En estas cortas vacaciones de Semana Santa, en las que ni he sufrido atascos kilométricos de desesperación ni carreras por el mal tiempo (ha hecho unos días desacostumbradamente buenos para lo que es el norte) me decidí a coger la bici, cosa que no hacía desde septiembre. Hace años andaba mucho, pero con esto del trabajo y al escasez de tiempo las posibilidades de cogerla son cada vez menores. En mi casa de Madrid no me entra una y cuando subo muchas veces llueve y no hay tiempo para nada, pero esta vez no.
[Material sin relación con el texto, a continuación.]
//! AVL maintenance for the node arena.
//!
//! Rotations never change the slot of the subtree root they operate on: node contents
//! are moved between the slots involved instead. This keeps the tree root at
//! [`NodeIndex::ROOT`] and leaves the parent's child link valid, so a rotation never
//! has to touch any node outside the rotated trio.

use crate::{
    arena::NodeArena,
    lookup::PathStep,
    node::{Direction, NodeIndex},
};

impl NodeArena {
    /// Restores the AVL invariant after a leaf was linked below the last node of `path`.
    ///
    /// `path` lists the ancestors of the new leaf from the root down, each with the side
    /// the descent took. Balance factors are updated bottom-up until a subtree height is
    /// found unchanged, or until a rotation absorbs the growth.
    pub(crate) fn rebalance_path(&mut self, path: &[PathStep]) {
        for step in path.iter().rev() {
            let node = &mut self[step.index];
            node.balance += step.direction.weight();
            match node.balance {
                0 => return,
                -1 | 1 => continue,
                _ => {
                    self.rebalance_node(step.index);
                    return;
                }
            }
        }
    }

    /// Rotates the subtree rooted at `index`, whose balance factor is `+2` or `-2`.
    fn rebalance_node(&mut self, index: NodeIndex) {
        let heavy = if self[index].balance > 0 {
            Direction::Left
        } else {
            Direction::Right
        };
        let child = self[index].child(heavy);
        // A child leaning to the opposite side needs its grandchild promoted instead.
        if self[child].balance == -heavy.weight() {
            self.rotate_double(index, heavy);
        } else {
            self.rotate_single(index, heavy);
        }
    }

    /// Promotes the `heavy` child of `index` to the subtree root.
    ///
    /// ```text
    ///       a             b
    ///     b   z   ==>   x   a
    ///    x y               y z
    /// ```
    fn rotate_single(&mut self, index: NodeIndex, heavy: Direction) {
        log::trace!("single rotation at slot {index:?} ({heavy:?}-heavy)");
        let light = heavy.opposite();
        let child_index = self[index].child(heavy);
        let root = self[index];
        let child = self[child_index];

        let w = heavy.weight();
        let (root_balance, child_balance) = if child.balance == 0 {
            (-w, w)
        } else {
            (0, 0)
        };

        let mut new_root = child;
        new_root.set_child(heavy, child.child(heavy));
        new_root.set_child(light, child_index);
        new_root.balance = root_balance;

        let mut demoted = root;
        demoted.set_child(heavy, child.child(light));
        demoted.balance = child_balance;

        self[index] = new_root;
        self[child_index] = demoted;
    }

    /// Promotes the inner grandchild of `index` (the `heavy` child's `light` child).
    ///
    /// ```text
    ///       a               c
    ///     b   z           b   a
    ///   w   c     ==>    w x y z
    ///      x y
    /// ```
    fn rotate_double(&mut self, index: NodeIndex, heavy: Direction) {
        log::trace!("double rotation at slot {index:?} ({heavy:?}-heavy)");
        let light = heavy.opposite();
        let child_index = self[index].child(heavy);
        let grandchild_index = self[child_index].child(light);
        let root = self[index];
        let grandchild = self[grandchild_index];

        let w = heavy.weight();
        let (child_balance, root_balance) = match grandchild.balance {
            b if b == w => (0, -w),
            b if b == -w => (w, 0),
            _ => (0, 0),
        };

        let mut new_root = grandchild;
        new_root.set_child(heavy, child_index);
        new_root.set_child(light, grandchild_index);
        new_root.balance = 0;

        let child = &mut self[child_index];
        child.set_child(light, grandchild.child(heavy));
        child.balance = child_balance;

        let mut demoted = root;
        demoted.set_child(heavy, grandchild.child(light));
        demoted.balance = root_balance;

        self[index] = new_root;
        self[grandchild_index] = demoted;
    }

    /// Height of the subtree rooted at `index` (zero for [`NodeIndex::NONE`]).
    pub fn height(&self, index: NodeIndex) -> usize {
        if index.is_none() {
            return 0;
        }
        let node = &self[index];
        1 + self.height(node.left).max(self.height(node.right))
    }

    /// Recursively checks the subtree rooted at `index` and returns `(height, nodes)`.
    ///
    /// Every key must lie strictly inside `(lower, upper)`, and every recorded balance
    /// factor must equal the actual height difference and be within `-1..=1`.
    ///
    /// # Panics
    ///
    /// Panics on the first violated invariant.
    pub(crate) fn verify_subtree(
        &self,
        index: NodeIndex,
        lower: Option<i64>,
        upper: Option<i64>,
    ) -> (usize, usize) {
        if index.is_none() {
            return (0, 0);
        }
        let node = &self[index];
        if let Some(lower) = lower {
            assert!(node.key > lower, "key {} not above {lower}", node.key);
        }
        if let Some(upper) = upper {
            assert!(node.key < upper, "key {} not below {upper}", node.key);
        }
        let (left_height, left_nodes) = self.verify_subtree(node.left, lower, Some(node.key));
        let (right_height, right_nodes) = self.verify_subtree(node.right, Some(node.key), upper);
        let balance = left_height as isize - right_height as isize;
        assert_eq!(
            balance, node.balance as isize,
            "stale balance factor at key {}",
            node.key
        );
        assert!(balance.abs() <= 1, "unbalanced at key {}", node.key);
        (
            1 + left_height.max(right_height),
            1 + left_nodes + right_nodes,
        )
    }
}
Animado, me puse los culotes y salí el Jueves y el Viernes, dando ambos días una vuelta pequeña, casi unos 30 kilómetros, con dos subidas de cuarta categoría, pero me han dejado las piernas hechas polvo para toda la Semana Santa. Es impresionante la baja forma en la que estoy, al menos para dar pedales, y no podía dejar de acordarme de cuando hace unos pocos años esas vuelta no suponía demasiado en las piernas. Tampoco podía olvidar la imagen de mi buen amigo Plácido, a quién yo inculqué el gusanillo de los pedales, que ahora está imparable, yendo a todas las clásicas y carreras de cicloturismo se organizan por el ancho mundo, mientras que yo a duras penas podría acompañarle en la subida a Andrakas, no sin que antes me hubiesen llevado hasta allí. De todas maneras algún día quedaré con él, aunque sea para disfrutar de los llanos, siempre que se ponga delante y me deje “chupar” algo de rueda, claro.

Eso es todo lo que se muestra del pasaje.